HOW TO COMPLETE THIS TASK:
Copy every line below where the string "representation" is found.

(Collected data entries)
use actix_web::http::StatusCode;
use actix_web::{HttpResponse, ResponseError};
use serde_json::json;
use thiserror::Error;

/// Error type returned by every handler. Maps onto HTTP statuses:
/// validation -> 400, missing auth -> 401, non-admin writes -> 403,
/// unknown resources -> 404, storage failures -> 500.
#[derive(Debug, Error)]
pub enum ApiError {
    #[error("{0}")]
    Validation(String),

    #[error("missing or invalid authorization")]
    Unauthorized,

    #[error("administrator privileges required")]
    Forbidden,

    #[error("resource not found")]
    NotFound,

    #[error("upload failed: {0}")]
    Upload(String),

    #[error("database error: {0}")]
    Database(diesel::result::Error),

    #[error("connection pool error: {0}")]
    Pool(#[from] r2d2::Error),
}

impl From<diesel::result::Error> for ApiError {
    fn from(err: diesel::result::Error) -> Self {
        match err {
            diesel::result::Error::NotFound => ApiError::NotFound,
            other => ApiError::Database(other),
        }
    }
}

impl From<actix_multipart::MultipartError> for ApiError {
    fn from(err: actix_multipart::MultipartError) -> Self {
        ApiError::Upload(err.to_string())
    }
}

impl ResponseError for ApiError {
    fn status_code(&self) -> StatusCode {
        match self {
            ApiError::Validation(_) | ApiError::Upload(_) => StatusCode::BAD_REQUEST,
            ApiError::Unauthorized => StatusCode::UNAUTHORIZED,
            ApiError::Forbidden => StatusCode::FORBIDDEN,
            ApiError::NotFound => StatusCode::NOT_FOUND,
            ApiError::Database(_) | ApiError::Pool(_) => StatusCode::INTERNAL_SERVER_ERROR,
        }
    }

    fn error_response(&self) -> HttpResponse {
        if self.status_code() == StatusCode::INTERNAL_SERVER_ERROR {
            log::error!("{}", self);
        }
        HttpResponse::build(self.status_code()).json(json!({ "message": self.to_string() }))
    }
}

---

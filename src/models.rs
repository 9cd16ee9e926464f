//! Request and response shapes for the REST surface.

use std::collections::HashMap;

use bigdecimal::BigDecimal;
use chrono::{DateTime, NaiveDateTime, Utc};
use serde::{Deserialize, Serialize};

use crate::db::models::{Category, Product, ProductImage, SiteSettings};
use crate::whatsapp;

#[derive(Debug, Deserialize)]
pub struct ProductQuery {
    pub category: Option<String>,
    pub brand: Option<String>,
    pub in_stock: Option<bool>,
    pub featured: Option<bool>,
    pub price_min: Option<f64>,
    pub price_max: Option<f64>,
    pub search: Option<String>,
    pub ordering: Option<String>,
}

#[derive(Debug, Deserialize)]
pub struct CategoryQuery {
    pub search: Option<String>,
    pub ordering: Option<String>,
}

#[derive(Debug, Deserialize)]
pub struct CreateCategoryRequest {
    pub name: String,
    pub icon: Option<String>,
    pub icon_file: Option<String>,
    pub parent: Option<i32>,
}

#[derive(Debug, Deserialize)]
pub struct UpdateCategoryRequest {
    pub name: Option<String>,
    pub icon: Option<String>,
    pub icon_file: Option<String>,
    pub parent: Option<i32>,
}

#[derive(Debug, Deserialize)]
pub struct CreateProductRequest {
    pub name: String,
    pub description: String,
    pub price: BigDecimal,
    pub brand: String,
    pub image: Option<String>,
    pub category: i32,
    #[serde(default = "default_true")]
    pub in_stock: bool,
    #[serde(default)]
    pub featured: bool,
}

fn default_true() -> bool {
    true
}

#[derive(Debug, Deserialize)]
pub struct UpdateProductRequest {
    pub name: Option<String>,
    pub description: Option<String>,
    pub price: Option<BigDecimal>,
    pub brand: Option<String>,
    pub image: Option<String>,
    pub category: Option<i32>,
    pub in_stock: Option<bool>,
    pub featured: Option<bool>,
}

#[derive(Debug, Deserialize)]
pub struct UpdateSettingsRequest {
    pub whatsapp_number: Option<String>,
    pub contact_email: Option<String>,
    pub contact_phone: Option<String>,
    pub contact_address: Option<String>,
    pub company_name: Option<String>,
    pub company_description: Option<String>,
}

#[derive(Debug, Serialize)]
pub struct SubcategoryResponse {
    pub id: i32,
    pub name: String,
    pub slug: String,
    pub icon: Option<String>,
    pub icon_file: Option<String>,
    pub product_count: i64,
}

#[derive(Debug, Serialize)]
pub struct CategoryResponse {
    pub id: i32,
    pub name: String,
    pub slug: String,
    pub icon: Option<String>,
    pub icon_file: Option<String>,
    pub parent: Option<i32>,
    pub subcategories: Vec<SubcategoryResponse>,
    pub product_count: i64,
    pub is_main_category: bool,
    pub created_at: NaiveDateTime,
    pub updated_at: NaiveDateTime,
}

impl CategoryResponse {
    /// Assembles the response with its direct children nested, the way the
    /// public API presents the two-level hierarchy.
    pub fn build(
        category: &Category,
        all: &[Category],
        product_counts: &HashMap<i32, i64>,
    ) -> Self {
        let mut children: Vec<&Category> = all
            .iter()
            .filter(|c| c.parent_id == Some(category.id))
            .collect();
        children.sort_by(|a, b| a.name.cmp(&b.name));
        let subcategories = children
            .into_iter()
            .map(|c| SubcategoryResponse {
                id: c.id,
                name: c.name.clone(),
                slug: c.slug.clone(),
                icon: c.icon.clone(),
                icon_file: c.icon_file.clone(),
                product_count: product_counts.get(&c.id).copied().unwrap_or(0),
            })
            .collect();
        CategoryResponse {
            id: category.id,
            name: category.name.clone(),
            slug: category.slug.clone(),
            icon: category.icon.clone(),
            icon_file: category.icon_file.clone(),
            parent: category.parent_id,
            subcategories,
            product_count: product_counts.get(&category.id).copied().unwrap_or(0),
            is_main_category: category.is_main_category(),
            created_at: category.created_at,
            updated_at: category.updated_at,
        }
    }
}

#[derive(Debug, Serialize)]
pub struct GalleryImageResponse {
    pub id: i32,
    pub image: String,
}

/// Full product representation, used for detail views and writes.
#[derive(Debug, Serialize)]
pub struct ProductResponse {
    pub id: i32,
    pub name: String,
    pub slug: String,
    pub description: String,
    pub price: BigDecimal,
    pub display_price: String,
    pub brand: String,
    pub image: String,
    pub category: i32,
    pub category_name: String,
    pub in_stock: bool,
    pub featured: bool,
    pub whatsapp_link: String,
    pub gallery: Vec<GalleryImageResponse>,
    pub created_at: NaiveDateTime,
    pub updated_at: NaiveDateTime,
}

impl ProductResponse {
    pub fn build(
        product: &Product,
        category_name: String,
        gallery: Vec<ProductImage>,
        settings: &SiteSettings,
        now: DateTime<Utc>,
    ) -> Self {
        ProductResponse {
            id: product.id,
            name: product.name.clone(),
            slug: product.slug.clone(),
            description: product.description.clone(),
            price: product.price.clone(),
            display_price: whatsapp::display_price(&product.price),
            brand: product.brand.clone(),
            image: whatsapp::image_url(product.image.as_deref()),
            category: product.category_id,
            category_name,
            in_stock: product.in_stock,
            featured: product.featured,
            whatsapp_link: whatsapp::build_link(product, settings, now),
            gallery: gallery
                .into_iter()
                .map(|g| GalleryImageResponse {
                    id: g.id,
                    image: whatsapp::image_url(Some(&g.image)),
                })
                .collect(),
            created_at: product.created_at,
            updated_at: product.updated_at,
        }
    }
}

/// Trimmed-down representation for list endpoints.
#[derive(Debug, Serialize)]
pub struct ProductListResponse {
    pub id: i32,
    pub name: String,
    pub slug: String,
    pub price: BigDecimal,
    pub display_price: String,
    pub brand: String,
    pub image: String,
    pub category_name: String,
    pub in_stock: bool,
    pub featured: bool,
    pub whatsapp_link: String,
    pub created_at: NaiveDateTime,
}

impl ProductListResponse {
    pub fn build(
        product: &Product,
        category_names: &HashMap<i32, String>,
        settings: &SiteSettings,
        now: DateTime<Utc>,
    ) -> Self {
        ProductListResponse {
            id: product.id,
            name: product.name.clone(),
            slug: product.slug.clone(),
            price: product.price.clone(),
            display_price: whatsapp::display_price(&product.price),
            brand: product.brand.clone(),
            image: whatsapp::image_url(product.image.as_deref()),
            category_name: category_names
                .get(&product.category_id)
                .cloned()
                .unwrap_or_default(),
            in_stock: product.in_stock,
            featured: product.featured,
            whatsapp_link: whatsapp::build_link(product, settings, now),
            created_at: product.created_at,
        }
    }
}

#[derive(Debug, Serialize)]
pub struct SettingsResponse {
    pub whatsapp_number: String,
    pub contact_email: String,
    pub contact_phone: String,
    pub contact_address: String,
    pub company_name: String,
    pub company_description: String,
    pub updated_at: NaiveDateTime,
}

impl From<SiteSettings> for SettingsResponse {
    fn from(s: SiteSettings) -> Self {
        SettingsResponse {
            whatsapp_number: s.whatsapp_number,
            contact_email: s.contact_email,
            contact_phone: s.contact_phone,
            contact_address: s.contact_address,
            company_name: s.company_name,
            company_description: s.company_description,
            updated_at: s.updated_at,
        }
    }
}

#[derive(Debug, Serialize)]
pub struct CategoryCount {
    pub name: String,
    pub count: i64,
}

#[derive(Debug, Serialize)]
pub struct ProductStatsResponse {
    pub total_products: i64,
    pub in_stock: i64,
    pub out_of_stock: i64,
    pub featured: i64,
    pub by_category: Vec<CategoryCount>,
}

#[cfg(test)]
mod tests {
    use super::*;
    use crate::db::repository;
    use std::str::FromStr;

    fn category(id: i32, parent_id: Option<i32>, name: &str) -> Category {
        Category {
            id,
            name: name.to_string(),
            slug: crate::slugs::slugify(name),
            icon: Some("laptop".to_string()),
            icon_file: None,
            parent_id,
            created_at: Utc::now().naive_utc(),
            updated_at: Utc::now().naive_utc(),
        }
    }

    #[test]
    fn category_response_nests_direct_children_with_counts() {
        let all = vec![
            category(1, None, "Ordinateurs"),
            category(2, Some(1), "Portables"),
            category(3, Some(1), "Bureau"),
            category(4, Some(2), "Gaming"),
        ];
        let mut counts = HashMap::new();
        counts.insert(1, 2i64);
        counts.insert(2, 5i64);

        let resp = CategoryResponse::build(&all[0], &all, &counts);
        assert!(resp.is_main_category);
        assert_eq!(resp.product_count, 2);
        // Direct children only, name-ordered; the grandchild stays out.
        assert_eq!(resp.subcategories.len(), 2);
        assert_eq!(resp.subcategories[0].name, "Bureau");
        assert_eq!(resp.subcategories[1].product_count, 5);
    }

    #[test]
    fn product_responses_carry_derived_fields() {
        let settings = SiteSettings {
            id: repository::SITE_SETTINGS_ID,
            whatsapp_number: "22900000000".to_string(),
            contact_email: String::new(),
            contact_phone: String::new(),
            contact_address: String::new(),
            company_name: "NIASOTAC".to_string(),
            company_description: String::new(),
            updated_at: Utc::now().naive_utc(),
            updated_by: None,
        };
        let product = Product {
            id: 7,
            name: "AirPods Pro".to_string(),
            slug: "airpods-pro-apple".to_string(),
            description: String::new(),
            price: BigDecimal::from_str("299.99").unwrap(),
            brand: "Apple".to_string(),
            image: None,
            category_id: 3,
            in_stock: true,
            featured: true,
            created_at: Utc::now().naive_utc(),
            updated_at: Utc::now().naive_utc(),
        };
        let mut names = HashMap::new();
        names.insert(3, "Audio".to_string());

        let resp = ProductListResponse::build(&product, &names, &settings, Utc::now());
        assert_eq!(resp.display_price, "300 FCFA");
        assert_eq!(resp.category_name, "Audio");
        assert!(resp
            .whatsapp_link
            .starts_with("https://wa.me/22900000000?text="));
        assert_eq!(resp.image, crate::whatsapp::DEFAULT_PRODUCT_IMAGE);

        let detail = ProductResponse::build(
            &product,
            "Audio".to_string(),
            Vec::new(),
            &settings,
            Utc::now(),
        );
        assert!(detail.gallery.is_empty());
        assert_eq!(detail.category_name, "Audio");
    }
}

ANSWER TO THE PROBLEM:
/// Full product representation, used for detail views and writes.
/// Trimmed-down representation for list endpoints.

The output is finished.